[O]ne study found that on average when doctors were 88% confident that their patient had pneumonia, in fact only 20% of such patients had pneumonia. And overconfidence is fatal in primary care.This is from a blog post by Robin Hanson, who also describes a study showing that highly paid primary care doctors are no better at treating patients than nurse practitioners.
GlobalGiving is based to a significant degree on the "wisdom of the crowds." This is the idea that regular people, if their judgements are pooled, can often make decisions that are equal to or better than experts. For this to hold true, people have to make decisions somewhat independently, and they have to bring a diversity of perspectives and viewpoints.
If you think about it, regular economic markets are in essence a reflection of the wisdom of crowds. For all their shortcomings (and occasional need for regulation), markets still work a heck of a lot better than systems such as central planning where a few experts decide what gets produced and to whom it gets distributed.
But to be fair, the wisdom of crowds does not exclude experts. Experts are part of the crowd, too - often an important part.
Here is a nice (long) post by Larry Sanger on Edge.org that tries to bridge this issue. Larry is a co-founder of Wikipedia who has left to found Citizendium, or the Citizens' Compendium. Larry argues that delegating special authority to experts in creating and cataloguing knowledge makes sense WHEN it is accompanied by open-source peer review and input by regular people in the crowd. Wikipedia fails, he argues, by not according experts special status. Encyclopedia Brittanica fails, he says, by not allowing regular people to comment on or contribute to articles written by experts.

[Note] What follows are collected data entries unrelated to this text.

use chrono::{DateTime, Utc};

pub const CLUB_NAME: &str = "Real Madrid";
pub const CLUB_SHORT: &str = "RMA";
pub const CLUB_LOGO: &str =
    "https://upload.wikimedia.org/wikipedia/en/thumb/5/56/Real_Madrid_CF.svg/1200px-Real_Madrid_CF.svg.png";

#[derive(Debug, Clone, PartialEq)]
pub struct Fixture {
    pub opponent: String,
    pub opponent_logo: String,
    pub competition: String,
    pub kickoff: DateTime<Utc>,
    pub is_home: bool,
}

struct FixtureSeed {
    opponent: &'static str,
    logo: &'static str,
    competition: &'static str,
    kickoff: &'static str,
    is_home: bool,
}

// Dataset order matters for the welcome notification; it is not chronological.
const FIXTURE_SEEDS: &[FixtureSeed] = &[
    FixtureSeed {
        opponent: "Benfica",
        logo: "https://s.scr365.net/teams/2024/6/28/TPPrxvRf_64_13.png",
        competition: "Champions league",
        kickoff: "2026-02-17T19:59:00Z",
        is_home: false,
    },
    FixtureSeed {
        opponent: "Club Atlético Osasuna",
        logo: "https://s.scr365.net/teams/2025/3/27/m5RuA8nME_64_114.png",
        competition: "La Liga",
        kickoff: "2026-02-21T17:30:00Z",
        is_home: false,
    },
    FixtureSeed {
        opponent: "Benfica",
        logo: "https://s.scr365.net/teams/2024/6/28/TPPrxvRf_64_13.png",
        competition: "Champions league",
        kickoff: "2026-02-08T19:59:00Z",
        is_home: true,
    },
    FixtureSeed {
        opponent: "Getafe Club de Fútbol",
        logo: "https://s.scr365.net/teams/2024/6/28/pZkIk7JT_64_230.png",
        competition: "La Liga",
        kickoff: "2026-02-25T19:59:00Z",
        is_home: true,
    },
    FixtureSeed {
        opponent: "Real Club Celta de Vigo",
        logo: "https://s.scr365.net/teams/2024/6/28/nXreavLR3_64_259.png",
        competition: "La Liga",
        kickoff: "2026-03-02T19:59:00Z",
        is_home: false,
    },
    FixtureSeed {
        opponent: "Elche Club de Fútbol",
        logo: "https://s.scr365.net/teams/2023/7/28/xAfpod_7227.png",
        competition: "La Liga",
        kickoff: "2026-03-15T18:00:00Z",
        is_home: true,
    },
];

pub fn fixtures() -> Vec<Fixture> {
    FIXTURE_SEEDS
        .iter()
        .filter_map(|seed| {
            let kickoff = DateTime::parse_from_rfc3339(seed.kickoff).ok()?;
            Some(Fixture {
                opponent: seed.opponent.to_string(),
                opponent_logo: seed.logo.to_string(),
                competition: seed.competition.to_string(),
                kickoff: kickoff.with_timezone(&Utc),
                is_home: seed.is_home,
            })
        })
        .collect()
}

#[derive(Debug, Clone, Copy)]
pub struct TeamStats {
    pub competition: &'static str,
    pub played: u32,
    pub wins: u32,
    pub draws: u32,
    pub losses: u32,
    pub goals_for: u32,
    pub goals_against: u32,
}

impl TeamStats {
    pub fn goal_share(&self) -> f64 {
        let total = self.goals_for + self.goals_against;
        if total == 0 {
            return 0.0;
        }
        self.goals_for as f64 / total as f64
    }
}

pub const PERFORMANCE_STATS: &[TeamStats] = &[
    TeamStats {
        competition: "La Liga",
        played: 24,
        wins: 19,
        draws: 3,
        losses: 2,
        goals_for: 53,
        goals_against: 19,
    },
    TeamStats {
        competition: "Champions League",
        played: 9,
        wins: 6,
        draws: 0,
        losses: 3,
        goals_for: 22,
        goals_against: 12,
    },
];

#[derive(Debug, Clone, Copy)]
pub struct StandingRow {
    pub position: u32,
    pub team: &'static str,
    pub played: u32,
    pub points: u32,
}

pub const STANDINGS: &[StandingRow] = &[
    StandingRow { position: 1, team: "Real Madrid", played: 24, points: 60 },
    StandingRow { position: 2, team: "Barcelona", played: 24, points: 58 },
    StandingRow { position: 4, team: "Villarreal", played: 23, points: 45 },
    StandingRow { position: 3, team: "Atlético", played: 24, points: 45 },
    StandingRow { position: 5, team: "Betis", played: 24, points: 45 },
];

pub fn standings_sorted() -> Vec<StandingRow> {
    let mut rows = STANDINGS.to_vec();
    rows.sort_by_key(|row| row.position);
    rows
}

#[derive(Debug, Clone, Copy)]
pub struct SquadPlayer {
    pub name: &'static str,
    pub position: &'static str,
    pub nationality: &'static str,
    pub goals: u32,
    pub assists: u32,
    pub apps: u32,
    pub clean_sheets: Option<u32>,
}

const fn outfield(
    name: &'static str,
    position: &'static str,
    nationality: &'static str,
) -> SquadPlayer {
    SquadPlayer {
        name,
        position,
        nationality,
        goals: 0,
        assists: 0,
        apps: 0,
        clean_sheets: None,
    }
}

pub const SQUAD: &[SquadPlayer] = &[
    SquadPlayer {
        name: "Thibaut Courtois",
        position: "Goalkeeper",
        nationality: "Belgium",
        goals: 0,
        assists: 0,
        apps: 0,
        clean_sheets: Some(0),
    },
    outfield("Kylian Mbappé", "Forward", "France"),
    outfield("Vinícius Jr.", "Forward", "Brazil"),
    outfield("Jude Bellingham", "Midfielder", "England"),
    outfield("Fede Valverde", "Midfielder", "Uruguay"),
    outfield("Raúl Asencio", "Defender", "Spain"),
    outfield("Antonio Rüdiger", "Defender", "Germany"),
    outfield("Rodrygo Goes", "Forward", "Brazil"),
];

/// Players offered as the favorite-player preference.
pub const PLAYER_LIST: &[&str] = &[
    "Thibaut Courtois",
    "Kylian Mbappé",
    "Vinícius Jr.",
    "Jude Bellingham",
    "Fede Valverde",
    "Antonio Rüdiger",
    "Rodrygo Goes",
    "Dani Carvajal",
];

#[derive(Debug, Clone, Copy, PartialEq, Eq)]
pub enum EventKind {
    Goal,
    Sub,
    YellowCard,
    RedCard,
}

#[derive(Debug, Clone, Copy, PartialEq, Eq)]
pub enum EventSide {
    Club,
    Opponent,
}

#[derive(Debug, Clone, Copy)]
pub struct MatchEvent {
    pub minute: &'static str,
    pub kind: EventKind,
    pub side: EventSide,
    /// Scorer, booked player, or the player coming off.
    pub player: &'static str,
    /// Assist provider, or the player coming on.
    pub other: Option<&'static str>,
}

/// Each pair is (club, opponent).
#[derive(Debug, Clone, Copy)]
pub struct MatchStats {
    pub possession: (f32, f32),
    pub xg: (f32, f32),
    pub shots: (f32, f32),
    pub shots_on_target: (f32, f32),
    pub passing: (f32, f32),
    pub corners: (f32, f32),
    pub fouls: (f32, f32),
}

#[derive(Debug, Clone, Copy)]
pub struct HighlightMatch {
    pub id: &'static str,
    pub opponent: &'static str,
    pub competition: &'static str,
    pub date: &'static str,
    pub score: (u8, u8),
    pub video_url: &'static str,
    pub stats: MatchStats,
    pub events: &'static [MatchEvent],
    pub gallery: &'static [&'static str],
}

pub const HIGHLIGHTS: &[HighlightMatch] = &[HighlightMatch {
    id: "1",
    opponent: "BENFICA",
    competition: "UEFA Champions League",
    date: "18.02.2026",
    score: (1, 0),
    video_url: "https://bl.rutube.ru/route/60fc7f8b37b1b2c0912b1aeb938c5c72.m3u8",
    stats: MatchStats {
        possession: (58.0, 42.0),
        xg: (1.11, 0.41),
        shots: (16.0, 10.0),
        shots_on_target: (7.0, 3.0),
        passing: (88.0, 80.0),
        corners: (7.0, 4.0),
        fouls: (9.0, 6.0),
    },
    events: &[
        MatchEvent {
            minute: "90'+9",
            kind: EventKind::Sub,
            side: EventSide::Club,
            player: "Dani CARVAJAL",
            other: Some("Alvaro FERNANDEZ"),
        },
        MatchEvent {
            minute: "90'+4",
            kind: EventKind::Sub,
            side: EventSide::Club,
            player: "Thiago PITARCH",
            other: Some("Eduardo CAMAVINGA"),
        },
        MatchEvent {
            minute: "90'+2",
            kind: EventKind::YellowCard,
            side: EventSide::Opponent,
            player: "Georgiy SUDAKOV",
            other: None,
        },
        MatchEvent {
            minute: "87'",
            kind: EventKind::YellowCard,
            side: EventSide::Club,
            player: "Kylian MBAPPE",
            other: None,
        },
        MatchEvent {
            minute: "86'",
            kind: EventKind::Sub,
            side: EventSide::Club,
            player: "Brahim DIAZ",
            other: Some("Arda GULER"),
        },
        MatchEvent {
            minute: "81'",
            kind: EventKind::Sub,
            side: EventSide::Opponent,
            player: "Dodi LUKEBAKIO",
            other: Some("Gianluca PRESTIANNI"),
        },
        MatchEvent {
            minute: "74'",
            kind: EventKind::Sub,
            side: EventSide::Opponent,
            player: "Georgiy SUDAKOV",
            other: Some("Andreas SCHJELDERUP"),
        },
    ],
    gallery: &[
        "https://i.ytimg.com/vi/Mp82AcAWdlg/maxresdefault.jpg",
        "https://cdn.tuko.co.ke/images/1120/6af5da9ed462929d.jpeg",
        "https://www.aljazeera.com/wp-content/uploads/2026/02/GettyImages-2262179316-1771405623.jpg",
        "https://www.aljazeera.com/wp-content/uploads/2026/02/afp_6994d4ce5c3c-1771361486.jpg",
        "https://img.championat.com/i/f/m/17713672661888105224.jpg",
        "https://ss.sport-express.ru/userfiles/materials/217/2175246/1180x665.jpg",
        "https://madridistanews.com/assets/admin/news/real-madrid-return-from-lisbon-with-goal-advantage.jpg",
    ],
}];

#[derive(Debug, Clone, Copy, PartialEq, Eq)]
pub enum BracketPath {
    Silver,
    Blue,
}

#[derive(Debug, Clone, Copy)]
pub struct Matchup {
    pub id: &'static str,
    pub path: BracketPath,
    pub team1: &'static str,
    pub team2: &'static str,
    pub date: &'static str,
    pub time: &'static str,
}

pub const BRACKET: &[Matchup] = &[
    Matchup { id: "s1", path: BracketPath::Silver, team1: "Monaco", team2: "Paris", date: "18 Feb", time: "00:00" },
    Matchup { id: "s2", path: BracketPath::Silver, team1: "Galatasaray", team2: "Juventus", date: "17 Feb", time: "21:45" },
    Matchup { id: "s3", path: BracketPath::Silver, team1: "Benfica", team2: "Real Madrid", date: "18 Feb", time: "00:00" },
    Matchup { id: "s4", path: BracketPath::Silver, team1: "B. Dortmund", team2: "Atalanta", date: "18 Feb", time: "00:00" },
    Matchup { id: "b1", path: BracketPath::Blue, team1: "Qarabağ", team2: "Newcastle", date: "18 Feb", time: "21:45" },
    Matchup { id: "b2", path: BracketPath::Blue, team1: "Club Brugge", team2: "Atleti", date: "19 Feb", time: "00:00" },
    Matchup { id: "b3", path: BracketPath::Blue, team1: "Bodø/Glimt", team2: "Inter", date: "19 Feb", time: "00:00" },
    Matchup { id: "b4", path: BracketPath::Blue, team1: "Olympiacos", team2: "Leverkusen", date: "19 Feb", time: "00:00" },
];

pub const BRACKET_PATHS: [(BracketPath, &str); 2] = [
    (BracketPath::Silver, "Silver Path"),
    (BracketPath::Blue, "Blue Path"),
];

pub fn bracket_path(path: BracketPath) -> Vec<&'static Matchup> {
    BRACKET.iter().filter(|m| m.path == path).collect()
}

#[derive(Debug, Clone, Copy)]
pub struct ColorScheme {
    pub name: &'static str,
    pub primary: (u8, u8, u8),
    pub secondary: (u8, u8, u8),
    pub accent: (u8, u8, u8),
}

pub const COLOR_SCHEMES: &[ColorScheme] = &[
    ColorScheme {
        name: "Classic Gold",
        primary: (0xbf, 0x95, 0x3f),
        secondary: (0xfc, 0xf6, 0xba),
        accent: (0xaa, 0x77, 0x1c),
    },
    ColorScheme {
        name: "Royal Silver",
        primary: (0xc0, 0xc0, 0xc0),
        secondary: (0xe8, 0xe8, 0xe8),
        accent: (0x70, 0x70, 0x70),
    },
    ColorScheme {
        name: "Champagne",
        primary: (0xf7, 0xe7, 0xce),
        secondary: (0xff, 0xff, 0xff),
        accent: (0xd4, 0xaf, 0x37),
    },
    ColorScheme {
        name: "Elite Blue",
        primary: (0x1e, 0x3a, 0x8a),
        secondary: (0x60, 0xa5, 0xfa),
        accent: (0x1d, 0x4e, 0xd8),
    },
];

/// A stadium backdrop. `tint` is the dominant color used behind panels.
#[derive(Debug, Clone, Copy)]
pub struct Background {
    pub id: &'static str,
    pub name: &'static str,
    pub tint: (u8, u8, u8),
}

pub const BACKGROUNDS: &[Background] = &[
    Background { id: "bernabeu", name: "Bernabéu", tint: (38, 40, 58) },
    Background { id: "champions-league", name: "Champions league", tint: (16, 28, 72) },
    Background { id: "la-liga-field", name: "La Liga Field", tint: (18, 52, 30) },
    Background { id: "stadium-crowd", name: "Stadium Crowd", tint: (54, 44, 36) },
    Background { id: "la-liga", name: "La Liga", tint: (60, 22, 30) },
    Background { id: "stadium-dark", name: "Stadium Dark", tint: (12, 12, 16) },
];

pub fn find_background(id: &str) -> Option<&'static Background> {
    BACKGROUNDS.iter().find(|bg| bg.id == id)
}

#[derive(Debug, Clone, Copy)]
pub struct ContactLink {
    pub label: &'static str,
    pub url: &'static str,
}

pub const CONTACT_LINKS: &[ContactLink] = &[
    ContactLink { label: "Instagram", url: "https://www.instagram.com/abul_walker" },
    ContactLink { label: "YouTube", url: "https://www.youtube.com/@abulwalker" },
    ContactLink { label: "TikTok", url: "https://www.tiktok.com/@abul_wa7ker" },
];

pub const ANTHEM_URL: &str = "https://cdn2.deliciousoranges.com/s3/get/music/20190613/Hala_Madrid_-_y_nada_mas_-_gimn_Reala_64993605.mp3";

Over the coming months, we will be phasing in a number of new community features on GlobalGiving, including blogs and reputation mechanisms. We are currently grappling with the question of how experts will be allowed to emerge on the system and what special rights and privileges they might have. One thing you can be sure of, though: we won't recognize experts solely by their academic degrees or by where they have worked. Experts will have to demonstrate their value in the community rather than rely on paper credentials.